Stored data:
//! Parameter id tables for SET/GET commands.
//!
//! The numeric ids are part of the host protocol and must never be renumbered.
//! Ids follow the TMCL numbering where a TMCL equivalent exists.

use core::ops::RangeInclusive;

use crate::consts::{MAX_ACCELERATION, MAX_VELOCITY};

/// Read/write access of a parameter.
#[derive(Debug, Clone, Copy, PartialEq, Eq)]
pub enum Access {
    ReadOnly,
    ReadWrite,
}

/// Which record owns the parameter value.
#[derive(Debug, Clone, Copy, PartialEq, Eq)]
pub enum ParamGroup {
    /// `MotorConfig` field.
    Motor,
    /// `ClosedLoopConfig` field.
    ClosedLoop,
    /// `CoolStepConfig` field.
    CoolStep,
    /// Runtime state held by the control components.
    Runtime,
}

macro_rules! axis_params {
    ($( $(#[$doc:meta])* $name:ident = $id:literal, $group:ident, $access:ident; )*) => {
        /// Axis parameter selector (`type` byte of SAP/GAP).
        #[derive(Debug, Clone, Copy, PartialEq, Eq, Hash)]
        #[repr(u8)]
        pub enum AxisParam {
            $( $(#[$doc])* $name = $id, )*
        }

        impl AxisParam {
            /// Every axis parameter, in table order.
            pub const ALL: &'static [AxisParam] = &[$(AxisParam::$name,)*];

            /// Convert from raw `u8`. Returns `None` for unknown ids.
            #[inline]
            pub const fn from_u8(value: u8) -> Option<Self> {
                match value {
                    $( $id => Some(Self::$name), )*
                    _ => None,
                }
            }

            /// Owning record.
            #[inline]
            pub const fn group(self) -> ParamGroup {
                match self {
                    $( Self::$name => ParamGroup::$group, )*
                }
            }

            /// Access class.
            #[inline]
            pub const fn access(self) -> Access {
                match self {
                    $( Self::$name => Access::$access, )*
                }
            }
        }
    };
}

axis_params! {
    /// Target of the current MOVE-TO, or last commanded position.
    TargetPosition = 0, Runtime, ReadOnly;
    /// Encoder-measured position [microsteps].
    ActualPosition = 1, Runtime, ReadOnly;
    /// Requested velocity.
    TargetVelocity = 2, Runtime, ReadOnly;
    /// Filtered encoder velocity.
    ActualVelocity = 3, Runtime, ReadOnly;
    MaxVelocity = 4, Motor, ReadWrite;
    AMax = 5, Motor, ReadWrite;
    RunCurrent = 6, Motor, ReadWrite;
    StandbyCurrent = 7, Motor, ReadWrite;
    /// 1 when the MOVE-TO target has been reached.
    PositionReached = 8, Runtime, ReadOnly;
    SwitchMode = 12, Motor, ReadWrite;
    RampType = 14, Motor, ReadWrite;
    AStart = 15, Motor, ReadWrite;
    DFinal = 16, Motor, ReadWrite;
    DMax = 17, Motor, ReadWrite;
    DStop = 18, Motor, ReadWrite;
    GammaVMin = 108, ClosedLoop, ReadWrite;
    GammaVAdd = 109, ClosedLoop, ReadWrite;
    Gamma = 110, ClosedLoop, ReadWrite;
    Beta = 111, ClosedLoop, ReadWrite;
    Offset = 112, ClosedLoop, ReadWrite;
    CurrentScalerMinimum = 113, ClosedLoop, ReadWrite;
    CurrentScalerMaximum = 114, ClosedLoop, ReadWrite;
    CurrentScalerStartUp = 115, ClosedLoop, ReadWrite;
    UpscaleDelay = 116, ClosedLoop, ReadWrite;
    DownscaleDelay = 117, ClosedLoop, ReadWrite;
    CorrectionVelocityP = 118, ClosedLoop, ReadWrite;
    CorrectionVelocityI = 119, ClosedLoop, ReadWrite;
    CorrectionVelocityIClip = 120, ClosedLoop, ReadWrite;
    CorrectionVelocityDClk = 121, ClosedLoop, ReadWrite;
    CorrectionVelocityDClip = 122, ClosedLoop, ReadWrite;
    PositionCorrectionP = 123, ClosedLoop, ReadWrite;
    PositionCorrectionTolerance = 124, ClosedLoop, ReadWrite;
    PositionWindow = 125, ClosedLoop, ReadWrite;
    EncVMeanWait = 126, ClosedLoop, ReadWrite;
    EncVMeanFilter = 127, ClosedLoop, ReadWrite;
    EncVMeanInt = 128, ClosedLoop, ReadWrite;
    ClosedLoopMode = 129, ClosedLoop, ReadWrite;
    EncoderCorrectionYOffset = 130, ClosedLoop, ReadWrite;
    MicrostepResolution = 140, Motor, ReadWrite;
    CoolStepLowerThreshold = 172, CoolStep, ReadWrite;
    CoolStepUpperThreshold = 173, CoolStep, ReadWrite;
    CoolStepEnable = 175, CoolStep, ReadWrite;
    /// Actual current scaler value.
    SmartEnergy = 180, Runtime, ReadOnly;
    StallVMin = 181, Motor, ReadWrite;
    ThresholdSpeed = 182, CoolStep, ReadWrite;
    SlowRunCurrent = 183, CoolStep, ReadWrite;
    BoostCurrent = 200, Motor, ReadWrite;
    MotorResolution = 202, Motor, ReadWrite;
    /// 1 = drive disabled, commands rejected.
    MotorDisable = 203, Runtime, ReadWrite;
    FreewheelingDelay = 204, Motor, ReadWrite;
    StandbyFlag = 205, Runtime, ReadOnly;
    /// Last load sample.
    StallLevel = 206, Runtime, ReadOnly;
    DriverFlags = 207, Runtime, ReadOnly;
    StallFlag = 208, Runtime, ReadOnly;
    /// Raw encoder counts including the encoder offset.
    EncoderPosition = 209, Runtime, ReadOnly;
    EncoderResolution = 210, Motor, ReadWrite;
    /// Latched deviation fault; writing 0 re-enables the axis.
    DeviationFlag = 211, Runtime, ReadWrite;
    MaxPositionDeviation = 212, Motor, ReadWrite;
    MaxVelocityDeviation = 213, Motor, ReadWrite;
    SettingDelay = 214, Motor, ReadWrite;
    FreewheelingActive = 217, Runtime, ReadOnly;
    VMaxModified = 218, Runtime, ReadOnly;
    ClosedLoopState = 219, Runtime, ReadOnly;
    ClosedLoopPositionOffset = 220, CoolStep, ReadWrite;
    EncoderOffset = 221, CoolStep, ReadWrite;
    GearRatio = 222, CoolStep, ReadWrite;
    StepDirMode = 254, Motor, ReadWrite;
    UnitMode = 255, Motor, ReadWrite;
}

impl AxisParam {
    /// `true` for parameters stored in the configuration records.
    #[inline]
    pub const fn is_config(self) -> bool {
        !matches!(self.group(), ParamGroup::Runtime)
    }

    /// Accepted value range for writable parameters.
    pub const fn bounds(self) -> Option<RangeInclusive<i32>> {
        use AxisParam::*;
        let range = match self {
            MaxVelocity | StallVMin | ThresholdSpeed => 0..=MAX_VELOCITY,
            AMax | AStart | DFinal | DMax | DStop => 0..=MAX_ACCELERATION,
            RunCurrent | StandbyCurrent | BoostCurrent | SlowRunCurrent => 0..=255,
            CurrentScalerMinimum | CurrentScalerMaximum | CurrentScalerStartUp => 0..=255,
            SwitchMode => 0..=3,
            RampType => 0..=2,
            MicrostepResolution => 0..=8,
            MotorResolution => 1..=1024,
            EncoderResolution => 1..=65535,
            FreewheelingDelay | SettingDelay => 0..=65535,
            StepDirMode | UnitMode | ClosedLoopMode | CoolStepEnable | MotorDisable => 0..=1,
            MaxPositionDeviation | MaxVelocityDeviation => 0..=i32::MAX,
            GammaVMin | GammaVAdd => 0..=16_777_215,
            Gamma | Beta | CoolStepLowerThreshold | CoolStepUpperThreshold => 0..=1023,
            UpscaleDelay | DownscaleDelay => 0..=16_777_215,
            CorrectionVelocityP | CorrectionVelocityI | PositionCorrectionP => 0..=16_777_215,
            CorrectionVelocityIClip | CorrectionVelocityDClip => 0..=i32::MAX,
            CorrectionVelocityDClk | EncVMeanInt => 0..=65535,
            PositionCorrectionTolerance | PositionWindow => 0..=i32::MAX,
            EncVMeanWait => 0..=255,
            EncVMeanFilter => 0..=32,
            Offset | EncoderCorrectionYOffset => i32::MIN..=i32::MAX,
            ClosedLoopPositionOffset | EncoderOffset => i32::MIN..=i32::MAX,
            GearRatio => 1..=65535,
            DeviationFlag => 0..=0,
            TargetPosition | ActualPosition | TargetVelocity | ActualVelocity
            | PositionReached | SmartEnergy | StandbyFlag | StallLevel | DriverFlags
            | StallFlag | EncoderPosition | FreewheelingActive | VMaxModified
            | ClosedLoopState => return None,
        };
        Some(range)
    }
}

/// Global parameter selector (`type` byte of SGP/GGP, bank 0).
#[derive(Debug, Clone, Copy, PartialEq, Eq, Hash)]
#[repr(u8)]
pub enum GlobalParam {
    SerialBitrate = 65,
    ModuleAddress = 66,
    CanBitrate = 69,
    CanSendId = 70,
    CanReceiveId = 71,
    SecondaryId = 72,
    HostAddress = 76,
    /// Scheduler tick counter.
    TickTimer = 132,
}

impl GlobalParam {
    /// Every global parameter, in table order.
    pub const ALL: &'static [GlobalParam] = &[
        Self::SerialBitrate,
        Self::ModuleAddress,
        Self::CanBitrate,
        Self::CanSendId,
        Self::CanReceiveId,
        Self::SecondaryId,
        Self::HostAddress,
        Self::TickTimer,
    ];

    /// Convert from raw `u8`. Returns `None` for unknown ids.
    #[inline]
    pub const fn from_u8(value: u8) -> Option<Self> {
        match value {
            65 => Some(Self::SerialBitrate),
            66 => Some(Self::ModuleAddress),
            69 => Some(Self::CanBitrate),
            70 => Some(Self::CanSendId),
            71 => Some(Self::CanReceiveId),
            72 => Some(Self::SecondaryId),
            76 => Some(Self::HostAddress),
            132 => Some(Self::TickTimer),
            _ => None,
        }
    }

    #[inline]
    pub const fn access(self) -> Access {
        match self {
            Self::TickTimer => Access::ReadOnly,
            _ => Access::ReadWrite,
        }
    }

    /// Accepted value range (`None` for read-only parameters).
    pub const fn bounds(self) -> Option<RangeInclusive<i32>> {
        let range = match self {
            Self::SerialBitrate => 0..=11,
            Self::ModuleAddress => 1..=255,
            Self::CanBitrate => 1..=8,
            Self::CanSendId | Self::CanReceiveId | Self::SecondaryId => 0..=0x7FF,
            Self::HostAddress => 0..=255,
            Self::TickTimer => return None,
        };
        Some(range)
    }
}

*EXERCISE REQUIREMENTS*.
Only one stretch of the data above is needed. Restate it word for word, from the line containing "RunCurrent | StandbyCurrent" through the line containing "FreewheelingDelay | SettingDelay", both ends included.

*ANSWER SECTION*.
            RunCurrent | StandbyCurrent | BoostCurrent | SlowRunCurrent => 0..=255,
            CurrentScalerMinimum | CurrentScalerMaximum | CurrentScalerStartUp => 0..=255,
            SwitchMode => 0..=3,
            RampType => 0..=2,
            MicrostepResolution => 0..=8,
            MotorResolution => 1..=1024,
            EncoderResolution => 1..=65535,
            FreewheelingDelay | SettingDelay => 0..=65535,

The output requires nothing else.